Robot completes first underwater crossing of Atlantic Ocean

Dec 09, 2009
People surround the battery-powered underwater glider "Scarlet Knight" after its arrival at the port of Baiona, northwestern Spain. Spain on Wednesday handed back to the United States a robot which last week completed the first underwater crossing of the Atlantic Ocean to help monitor climate change by tracking temperatures.

Spain on Wednesday handed back to the United States a robot which last week completed the first underwater crossing of the Atlantic Ocean to help monitor climate change by tracking temperatures.

The yellow glider, which resembles a rocket with wings on its sides, traveled the 7,400 kilometres (4,600 miles) between New Jersey on the US east coast and Galicia in Spain's northwestern coast in 225 days using only a battery and aided ocean currents.

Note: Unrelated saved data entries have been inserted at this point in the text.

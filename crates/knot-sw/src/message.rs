//! Control messages posted to the worker by its pages.

use serde::Deserialize;
use serde_json::Value;
use tracing::trace;

/// A recognised control message.
#[derive(Debug, Clone, PartialEq, Eq)]
pub enum ControlMessage {
    /// Prefetch media into the current cache: `{"type": "CACHE_MEDIA", "urls": [...]}`.
    CacheMedia { urls: Vec<String> },
}

#[derive(Deserialize)]
#[serde(tag = "type")]
enum Wire {
    #[serde(rename = "CACHE_MEDIA")]
    CacheMedia {
        #[serde(default)]
        urls: Value,
    },
}

impl ControlMessage {
    /// Parse message data. Anything unrecognised, including a
    /// `CACHE_MEDIA` without a non-empty `urls` array, yields `None`.
    /// Non-string entries in `urls` are skipped.
    pub fn parse(data: &Value) -> Option<Self> {
        let wire = match Wire::deserialize(data) {
            Ok(wire) => wire,
            Err(e) => {
                trace!(error = %e, "Unrecognised message");
                return None;
            }
        };

        match wire {
            Wire::CacheMedia { urls } => {
                let urls: Vec<String> = urls
                    .as_array()?
                    .iter()
                    .filter_map(|u| u.as_str().map(str::to_string))
                    .collect();
                if urls.is_empty() {
                    return None;
                }
                Some(ControlMessage::CacheMedia { urls })
            }
        }
    }
}

#[cfg(test)]
mod tests {
    use super::*;
    use serde_json::json;

    #[test]
    fn test_parse_cache_media() {
        let msg = json!({
            "type": "CACHE_MEDIA",
            "urls": ["https://cdn.example/a.png", "https://cdn.example/b.mp4"]
        });
        assert_eq!(
            ControlMessage::parse(&msg),
            Some(ControlMessage::CacheMedia {
                urls: vec![
                    "https://cdn.example/a.png".into(),
                    "https://cdn.example/b.mp4".into()
                ]
            })
        );
    }

    #[test]
    fn test_ignored_messages() {
        for msg in [
            json!(null),
            json!("CACHE_MEDIA"),
            json!({}),
            json!({ "type": "SKIP_WAITING" }),
            json!({ "type": "CACHE_MEDIA" }),
            json!({ "type": "CACHE_MEDIA", "urls": [] }),
            json!({ "type": "CACHE_MEDIA", "urls": "https://cdn.example/a.png" }),
            json!({ "type": "cache_media", "urls": ["https://cdn.example/a.png"] }),
        ] {
            assert_eq!(ControlMessage::parse(&msg), None, "{msg}");
        }
    }

    #[test]
    fn test_extra_fields_and_non_strings() {
        let msg = json!({
            "type": "CACHE_MEDIA",
            "urls": [1, "https://cdn.example/a.png", null],
            "source": "gallery"
        });
        assert_eq!(
            ControlMessage::parse(&msg),
            Some(ControlMessage::CacheMedia {
                urls: vec!["https://cdn.example/a.png".into()]
            })
        );
    }
}
//! Storage backends.

use std::sync::RwLock;

use hashbrown::HashMap;

use crate::{CacheEntry, CacheKey, StoreError, StoreResult};

/// Persistence for named cache generations.
///
/// Implementations give atomic per-key reads and writes; `put` writes a
/// whole batch or nothing.
pub trait CacheBackend: Send + Sync {
    /// Create the named cache if it does not exist.
    fn create(&self, name: &str) -> StoreResult<()>;

    /// Check if a cache exists.
    fn has(&self, name: &str) -> StoreResult<bool>;

    /// Delete a cache and all its entries. Returns whether it existed.
    fn delete(&self, name: &str) -> StoreResult<bool>;

    /// All cache names, in creation order.
    fn names(&self) -> StoreResult<Vec<String>>;

    /// Look up one entry.
    fn get(&self, name: &str, key: &CacheKey) -> StoreResult<Option<CacheEntry>>;

    /// Insert or overwrite entries as one atomic batch.
    fn put(&self, name: &str, entries: Vec<CacheEntry>) -> StoreResult<()>;

    /// Remove one entry. Returns whether it existed.
    fn remove(&self, name: &str, key: &CacheKey) -> StoreResult<bool>;

    /// All keys in a cache.
    fn keys(&self, name: &str) -> StoreResult<Vec<CacheKey>>;
}

#[derive(Debug, Default)]
struct Generation {
    created: u64,
    entries: HashMap<CacheKey, CacheEntry>,
}

#[derive(Debug, Default)]
struct MemoryState {
    next_id: u64,
    caches: HashMap<String, Generation>,
}

/// Process-local backend. Nothing survives a restart.
#[derive(Debug, Default)]
pub struct MemoryBackend {
    state: RwLock<MemoryState>,
}

impl MemoryBackend {
    pub fn new() -> Self {
        Self::default()
    }
}

impl CacheBackend for MemoryBackend {
    fn create(&self, name: &str) -> StoreResult<()> {
        let mut state = self.state.write().map_err(|_| StoreError::Poisoned)?;
        if !state.caches.contains_key(name) {
            let created = state.next_id;
            state.next_id += 1;
            state.caches.insert(
                name.to_string(),
                Generation {
                    created,
                    entries: HashMap::new(),
                },
            );
        }
        Ok(())
    }

    fn has(&self, name: &str) -> StoreResult<bool> {
        let state = self.state.read().map_err(|_| StoreError::Poisoned)?;
        Ok(state.caches.contains_key(name))
    }

    fn delete(&self, name: &str) -> StoreResult<bool> {
        let mut state = self.state.write().map_err(|_| StoreError::Poisoned)?;
        Ok(state.caches.remove(name).is_some())
    }

    fn names(&self) -> StoreResult<Vec<String>> {
        let state = self.state.read().map_err(|_| StoreError::Poisoned)?;
        let mut names: Vec<(u64, String)> = state
            .caches
            .iter()
            .map(|(name, generation)| (generation.created, name.clone()))
            .collect();
        names.sort();
        Ok(names.into_iter().map(|(_, name)| name).collect())
    }

    fn get(&self, name: &str, key: &CacheKey) -> StoreResult<Option<CacheEntry>> {
        let state = self.state.read().map_err(|_| StoreError::Poisoned)?;
        Ok(state
            .caches
            .get(name)
            .and_then(|generation| generation.entries.get(key))
            .cloned())
    }

    fn put(&self, name: &str, entries: Vec<CacheEntry>) -> StoreResult<()> {
        let mut state = self.state.write().map_err(|_| StoreError::Poisoned)?;
        let generation = state
            .caches
            .get_mut(name)
            .ok_or_else(|| StoreError::CacheNotFound(name.to_string()))?;
        for entry in entries {
            generation.entries.insert(entry.key.clone(), entry);
        }
        Ok(())
    }

    fn remove(&self, name: &str, key: &CacheKey) -> StoreResult<bool> {
        let mut state = self.state.write().map_err(|_| StoreError::Poisoned)?;
        Ok(state
            .caches
            .get_mut(name)
            .map(|generation| generation.entries.remove(key).is_some())
            .unwrap_or(false))
    }

    fn keys(&self, name: &str) -> StoreResult<Vec<CacheKey>> {
        let state = self.state.read().map_err(|_| StoreError::Poisoned)?;
        let generation = state
            .caches
            .get(name)
            .ok_or_else(|| StoreError::CacheNotFound(name.to_string()))?;
        let mut keys: Vec<CacheKey> = generation.entries.keys().cloned().collect();
        keys.sort();
        Ok(keys)
    }
}
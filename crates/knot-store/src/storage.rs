//! Generation handle (`CacheStorage`) and per-generation handle (`Cache`).

use std::sync::Arc;

use knot_net::{Request, Response};
use tracing::{debug, info};
use url::Url;

use crate::backend::{CacheBackend, MemoryBackend};
use crate::{CacheEntry, CacheKey, StoreResult};

/// All cache generations for one origin.
///
/// Cheap to clone; clones share the same backend.
#[derive(Clone)]
pub struct CacheStorage {
    backend: Arc<dyn CacheBackend>,
}

impl CacheStorage {
    /// Create storage over `backend`.
    pub fn new(backend: impl CacheBackend + 'static) -> Self {
        Self {
            backend: Arc::new(backend),
        }
    }

    /// Storage that lives only in this process.
    pub fn in_memory() -> Self {
        Self::new(MemoryBackend::new())
    }

    /// Open a cache, creating it if absent.
    pub fn open(&self, name: &str) -> StoreResult<Cache> {
        self.backend.create(name)?;
        Ok(Cache {
            name: name.to_string(),
            backend: Arc::clone(&self.backend),
        })
    }

    /// Handle to a cache without creating it. Lookups in a missing cache
    /// find nothing; writes fail with `CacheNotFound`.
    pub fn handle(&self, name: &str) -> Cache {
        Cache {
            name: name.to_string(),
            backend: Arc::clone(&self.backend),
        }
    }

    /// Check if a cache exists.
    pub fn has(&self, name: &str) -> StoreResult<bool> {
        self.backend.has(name)
    }

    /// Delete a cache.
    pub fn delete(&self, name: &str) -> StoreResult<bool> {
        let deleted = self.backend.delete(name)?;
        if deleted {
            info!(cache = name, "Deleted cache");
        }
        Ok(deleted)
    }

    /// Get all cache names, oldest first.
    pub fn keys(&self) -> StoreResult<Vec<String>> {
        self.backend.names()
    }
}

/// One named cache generation.
#[derive(Clone)]
pub struct Cache {
    name: String,
    backend: Arc<dyn CacheBackend>,
}

impl std::fmt::Debug for Cache {
    fn fmt(&self, f: &mut std::fmt::Formatter<'_>) -> std::fmt::Result {
        f.debug_struct("Cache").field("name", &self.name).finish()
    }
}

impl Cache {
    pub fn name(&self) -> &str {
        &self.name
    }

    /// Match a request. Non-GET requests never match.
    pub fn match_request(&self, request: &Request) -> StoreResult<Option<Response>> {
        if !request.is_get() {
            return Ok(None);
        }
        self.match_key(&CacheKey::from_url(&request.url))
    }

    /// Match a GET of `url`.
    pub fn match_url(&self, url: &Url) -> StoreResult<Option<Response>> {
        self.match_key(&CacheKey::from_url(url))
    }

    fn match_key(&self, key: &CacheKey) -> StoreResult<Option<Response>> {
        match self.backend.get(&self.name, key)? {
            Some(entry) => Ok(Some(entry.to_response()?)),
            None => Ok(None),
        }
    }

    /// Store `response` under `request`, replacing any previous entry.
    pub fn put(&self, request: &Request, response: Response) -> StoreResult<()> {
        let key = CacheKey::from_request(request)?;
        self.put_entries(vec![CacheEntry::new(key, &response)])
    }

    /// Store `response` as the answer to a GET of `url`.
    pub fn put_url(&self, url: &Url, response: Response) -> StoreResult<()> {
        self.put_entries(vec![CacheEntry::new(CacheKey::from_url(url), &response)])
    }

    /// Store every pair, or none of them.
    pub fn put_all(&self, pairs: Vec<(Request, Response)>) -> StoreResult<()> {
        let entries = pairs
            .iter()
            .map(|(request, response)| {
                CacheKey::from_request(request).map(|key| CacheEntry::new(key, response))
            })
            .collect::<StoreResult<Vec<_>>>()?;
        self.put_entries(entries)
    }

    fn put_entries(&self, entries: Vec<CacheEntry>) -> StoreResult<()> {
        for entry in &entries {
            debug!(cache = %self.name, key = %entry.key, status = entry.status, "Caching response");
        }
        self.backend.put(&self.name, entries)
    }

    /// Delete the entry for `request`.
    pub fn delete(&self, request: &Request) -> StoreResult<bool> {
        if !request.is_get() {
            return Ok(false);
        }
        self.backend
            .remove(&self.name, &CacheKey::from_url(&request.url))
    }

    /// Get all keys (URLs).
    pub fn keys(&self) -> StoreResult<Vec<CacheKey>> {
        self.backend.keys(&self.name)
    }

    pub fn len(&self) -> StoreResult<usize> {
        Ok(self.keys()?.len())
    }

    pub fn is_empty(&self) -> StoreResult<bool> {
        Ok(self.len()? == 0)
    }
}

#[cfg(test)]
mod tests {
    use super::*;
    use crate::{SqliteBackend, StoreError};
    use http::Method;

    fn request(url: &str) -> Request {
        Request::parse_get(url).unwrap()
    }

    fn storages() -> Vec<CacheStorage> {
        vec![
            CacheStorage::in_memory(),
            CacheStorage::new(SqliteBackend::open_in_memory().unwrap()),
        ]
    }

    #[test]
    fn test_open_creates_cache() {
        for storage in storages() {
            assert!(!storage.has("v1").unwrap());
            storage.open("v1").unwrap();
            assert!(storage.has("v1").unwrap());
            assert!(storage.delete("v1").unwrap());
            assert!(!storage.has("v1").unwrap());
        }
    }

    #[test]
    fn test_match_after_put() {
        for storage in storages() {
            let cache = storage.open("v1").unwrap();
            let req = request("https://example.com/style.css");
            let response = Response::synthetic(200, "OK", "body{}");

            cache.put(&req, response.clone()).unwrap();

            assert_eq!(cache.match_request(&req).unwrap(), Some(response));
            assert!(cache
                .match_request(&request("https://example.com/other.css"))
                .unwrap()
                .is_none());
        }
    }

    #[test]
    fn test_put_rejects_non_get() {
        for storage in storages() {
            let cache = storage.open("v1").unwrap();
            let url = Url::parse("https://example.com/api").unwrap();
            let post = Request::new(Method::POST, url);

            let result = cache.put(&post, Response::synthetic(200, "OK", ""));
            assert!(matches!(result, Err(StoreError::UnsupportedMethod(_))));
            assert!(cache.is_empty().unwrap());
            assert!(cache.match_request(&post).unwrap().is_none());
        }
    }

    #[test]
    fn test_put_all_is_all_or_nothing() {
        for storage in storages() {
            let cache = storage.open("v1").unwrap();
            let url = Url::parse("https://example.com/api").unwrap();
            let pairs = vec![
                (request("https://example.com/a"), Response::synthetic(200, "OK", "a")),
                (Request::new(Method::PUT, url), Response::synthetic(200, "OK", "b")),
            ];

            assert!(cache.put_all(pairs).is_err());
            assert!(cache.is_empty().unwrap());
        }
    }

    #[test]
    fn test_handles_share_backend() {
        let storage = CacheStorage::in_memory();
        let writer = storage.open("v1").unwrap();
        writer
            .put(&request("https://example.com/a.png"), Response::synthetic(200, "OK", "a"))
            .unwrap();

        let reader = storage.clone().open("v1").unwrap();
        assert_eq!(reader.len().unwrap(), 1);
    }

    #[test]
    fn test_delete_entry() {
        for storage in storages() {
            let cache = storage.open("v1").unwrap();
            let req = request("https://example.com/a.js");
            cache.put(&req, Response::synthetic(200, "OK", "a")).unwrap();
            assert!(cache.delete(&req).unwrap());
            assert!(cache.match_request(&req).unwrap().is_none());
        }
    }

    #[test]
    fn test_keys_in_creation_order() {
        for storage in storages() {
            storage.open("knot-app-cache-v0").unwrap();
            storage.open("knot-app-cache-v1").unwrap();
            assert_eq!(
                storage.keys().unwrap(),
                vec!["knot-app-cache-v0", "knot-app-cache-v1"]
            );
        }
    }

    #[test]
    fn test_handle_does_not_create() {
        for storage in storages() {
            let cache = storage.handle("v1");
            let req = request("https://example.com/a.js");
            assert!(cache.match_request(&req).unwrap().is_none());
            assert!(matches!(
                cache.put(&req, Response::synthetic(200, "OK", "a")),
                Err(StoreError::CacheNotFound(_))
            ));
            assert!(!storage.has("v1").unwrap());
        }
    }
}
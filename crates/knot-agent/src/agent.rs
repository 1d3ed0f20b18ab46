//! Wires the worker to a durable store and the real network.

use std::path::{Path, PathBuf};
use std::sync::Arc;

use anyhow::{Context, Result};
use knot_common::{retry_with_backoff, RetryConfig};
use knot_net::{Fetcher, HttpFetcher, LoaderConfig};
use knot_store::{CacheStorage, SqliteBackend};
use knot_sw::{OfflineWorker, ServiceWorkerHost, WorkerConfig, WorkerState};
use tracing::{debug, info};
use url::Url;

const DB_FILE: &str = "cache.db";

/// Directory name for one origin, e.g. `localhost_8080`.
pub fn origin_slug(origin: &Url) -> String {
    let host = origin.host_str().unwrap_or("local");
    let raw = match origin.port_or_known_default() {
        Some(port) => format!("{host}_{port}"),
        None => host.to_string(),
    };
    raw.chars()
        .map(|c| if c.is_ascii_alphanumeric() || c == '-' { c } else { '_' })
        .collect()
}

/// Data directory for `origin`: the explicit one, or the platform's
/// local data directory.
pub fn resolve_data_dir(explicit: Option<&Path>, origin: &Url) -> Result<PathBuf> {
    if let Some(dir) = explicit {
        return Ok(dir.to_path_buf());
    }
    let base = dirs::data_local_dir().context("No platform data directory; pass --data-dir")?;
    Ok(base.join("knot-agent").join(origin_slug(origin)))
}

/// A worker host over the on-disk store.
pub struct Agent {
    pub config: WorkerConfig,
    pub storage: CacheStorage,
    pub host: ServiceWorkerHost<OfflineWorker>,
    fetcher: Arc<dyn Fetcher>,
}

impl Agent {
    /// Open the store under `data_dir` and build the host.
    pub async fn open(config: WorkerConfig, data_dir: &Path) -> Result<Self> {
        let db = data_dir.join(DB_FILE);
        let storage = CacheStorage::new(
            SqliteBackend::open(&db)
                .with_context(|| format!("Failed to open cache store at {}", db.display()))?,
        );

        let fetcher: Arc<dyn Fetcher> =
            Arc::new(HttpFetcher::new(LoaderConfig::default(), config.origin.clone())?);

        Self::with_parts(config, storage, fetcher).await
    }

    /// Build the host over `storage`. The worker resumes as active when an
    /// earlier process completed both install and activation: the current
    /// generation holds entries and no other generation is left.
    pub async fn with_parts(
        config: WorkerConfig,
        storage: CacheStorage,
        fetcher: Arc<dyn Fetcher>,
    ) -> Result<Self> {
        let host = build_host(&config, &storage, &fetcher)?;

        let generations = storage.keys()?;
        let activated = generations == [config.cache_name.as_str()]
            && !storage.handle(&config.cache_name).is_empty()?;
        if activated {
            host.resume_active().await?;
            debug!(cache = %config.cache_name, "Resumed active worker");
        } else if !generations.is_empty() {
            debug!(?generations, "Cache not activated, install will run");
        }

        Ok(Self {
            config,
            storage,
            host,
            fetcher,
        })
    }

    pub async fn is_active(&self) -> bool {
        self.host.state().await.is_active()
    }

    /// Install and activate, retrying failed attempts with backoff. An
    /// active worker is superseded by a fresh one, which re-populates the
    /// current generation.
    pub async fn install(&mut self, retry: &RetryConfig) -> Result<WorkerState> {
        if self.is_active().await {
            debug!(cache = %self.config.cache_name, "Replacing active worker");
            self.host = build_host(&self.config, &self.storage, &self.fetcher)?;
        }

        let host = &self.host;
        let state = retry_with_backoff(retry, "install", |attempt| async move {
            debug!(attempt, "Install attempt");
            match host.state().await {
                // Install succeeded earlier but activation did not.
                WorkerState::Installed => {
                    host.activate().await?;
                    Ok(host.state().await)
                }
                _ => host.register().await,
            }
        })
        .await?;

        info!(cache = %self.config.cache_name, ?state, "Install finished");
        Ok(state)
    }
}

fn build_host(
    config: &WorkerConfig,
    storage: &CacheStorage,
    fetcher: &Arc<dyn Fetcher>,
) -> Result<ServiceWorkerHost<OfflineWorker>> {
    let worker = OfflineWorker::new(config.clone(), storage.clone(), Arc::clone(fetcher))?;
    let (host, _events) = ServiceWorkerHost::new(worker, Arc::clone(fetcher));
    Ok(host)
}

#[cfg(test)]
mod tests {
    use super::*;
    use async_trait::async_trait;
    use knot_net::{NetError, Request, Response};

    struct Offline;

    /// Serves every URL with a 200 whose body counts the fetches so far.
    #[derive(Default)]
    struct Online {
        fetches: std::sync::atomic::AtomicUsize,
    }

    #[async_trait]
    impl Fetcher for Online {
        async fn fetch(&self, _request: Request) -> std::result::Result<Response, NetError> {
            let n = self.fetches.fetch_add(1, std::sync::atomic::Ordering::SeqCst);
            Ok(Response::synthetic(200, "OK", format!("fetch {n}")))
        }
    }

    #[async_trait]
    impl Fetcher for Offline {
        async fn fetch(&self, _request: Request) -> std::result::Result<Response, NetError> {
            Err(NetError::RequestFailed("offline".into()))
        }
    }

    #[test]
    fn test_origin_slug() {
        let slug = |s: &str| origin_slug(&Url::parse(s).unwrap());
        assert_eq!(slug("http://localhost:8080/"), "localhost_8080");
        assert_eq!(slug("https://knot.example/app/"), "knot_example_443");
        assert_eq!(slug("http://[::1]:3000/"), "___1__3000");
    }

    #[test]
    fn test_explicit_data_dir_wins() {
        let origin = Url::parse("http://localhost:8080/").unwrap();
        let dir = resolve_data_dir(Some(Path::new("/tmp/knot")), &origin).unwrap();
        assert_eq!(dir, PathBuf::from("/tmp/knot"));
    }

    #[tokio::test]
    async fn test_fresh_store_is_not_active() {
        let mut agent = Agent::with_parts(
            WorkerConfig::default(),
            CacheStorage::in_memory(),
            Arc::new(Offline),
        )
        .await
        .unwrap();
        assert!(!agent.is_active().await);

        assert!(agent.install(&RetryConfig::none()).await.is_err());
        assert_eq!(agent.host.state().await, WorkerState::Redundant);
    }

    #[tokio::test]
    async fn test_populated_generation_resumes_active() {
        let config = WorkerConfig::default();
        let storage = CacheStorage::in_memory();
        let url = Url::parse("http://localhost:8080/index.html").unwrap();
        storage
            .open(&config.cache_name)
            .unwrap()
            .put_url(&url, Response::synthetic(200, "OK", "shell"))
            .unwrap();

        let agent = Agent::with_parts(config, storage, Arc::new(Offline))
            .await
            .unwrap();
        assert!(agent.is_active().await);

        let served = agent.host.fetch(Request::get(url)).await.unwrap();
        assert_eq!(served.text().unwrap(), "shell");
    }

    #[tokio::test]
    async fn test_open_creates_database() {
        let dir = tempfile::tempdir().unwrap();
        let data_dir = dir.path().join("nested");
        let agent = Agent::open(WorkerConfig::default(), &data_dir).await.unwrap();
        assert!(data_dir.join(DB_FILE).exists());
        assert!(agent.storage.keys().unwrap().is_empty());
    }

    #[tokio::test]
    async fn test_install_twice_over_one_store() {
        let config = WorkerConfig::default();
        let storage = CacheStorage::in_memory();
        let fetcher: Arc<dyn Fetcher> = Arc::new(Online::default());
        let index = Url::parse("http://localhost:8080/index.html").unwrap();

        let mut first = Agent::with_parts(config.clone(), storage.clone(), Arc::clone(&fetcher))
            .await
            .unwrap();
        assert_eq!(
            first.install(&RetryConfig::none()).await.unwrap(),
            WorkerState::Activated
        );
        let entries = storage.handle(&config.cache_name).len().unwrap();

        let mut second = Agent::with_parts(config.clone(), storage.clone(), fetcher)
            .await
            .unwrap();
        assert!(second.is_active().await);
        let before = second.host.fetch(Request::get(index.clone())).await.unwrap();
        assert_eq!(
            second.install(&RetryConfig::none()).await.unwrap(),
            WorkerState::Activated
        );

        let cache = storage.handle(&config.cache_name);
        assert_eq!(cache.len().unwrap(), entries);
        let after = cache.match_url(&index).unwrap().unwrap();
        assert_ne!(after.body, before.body);
        assert_eq!(storage.keys().unwrap(), vec![config.cache_name]);
    }

    #[tokio::test]
    async fn test_unactivated_store_installs_and_cleans_up() {
        let config = WorkerConfig::default();
        let storage = CacheStorage::in_memory();
        let url = Url::parse("http://localhost:8080/index.html").unwrap();
        storage
            .open("knot-app-cache-v0")
            .unwrap()
            .put_url(&url, Response::synthetic(200, "OK", "old"))
            .unwrap();
        storage
            .open(&config.cache_name)
            .unwrap()
            .put_url(&url, Response::synthetic(200, "OK", "new"))
            .unwrap();

        let fetcher = Arc::new(Online::default());
        let mut agent = Agent::with_parts(config.clone(), storage.clone(), fetcher)
            .await
            .unwrap();
        assert!(!agent.is_active().await);

        agent.install(&RetryConfig::none()).await.unwrap();
        assert_eq!(storage.keys().unwrap(), vec![config.cache_name]);
    }
}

Dubbed the "Scarlet Knight", it was brought ashore on Friday at Baiona, the town where Christopher Columbus landed in 1493 during the return journey from his initial trip to the Americas.

Spanish Transport Minister Jose Blanco handed the robot to Jerry Miller of the White House Office of Science and Technology Policy at a ceremony held in Baiona.

"We are going to continue to cooperate in initiatives like this," he said.

The -- which can reach depths of 200 metres (650 feet) and survive storms -- gathered information on ocean currents and salt levels as well as temperature during its voyage.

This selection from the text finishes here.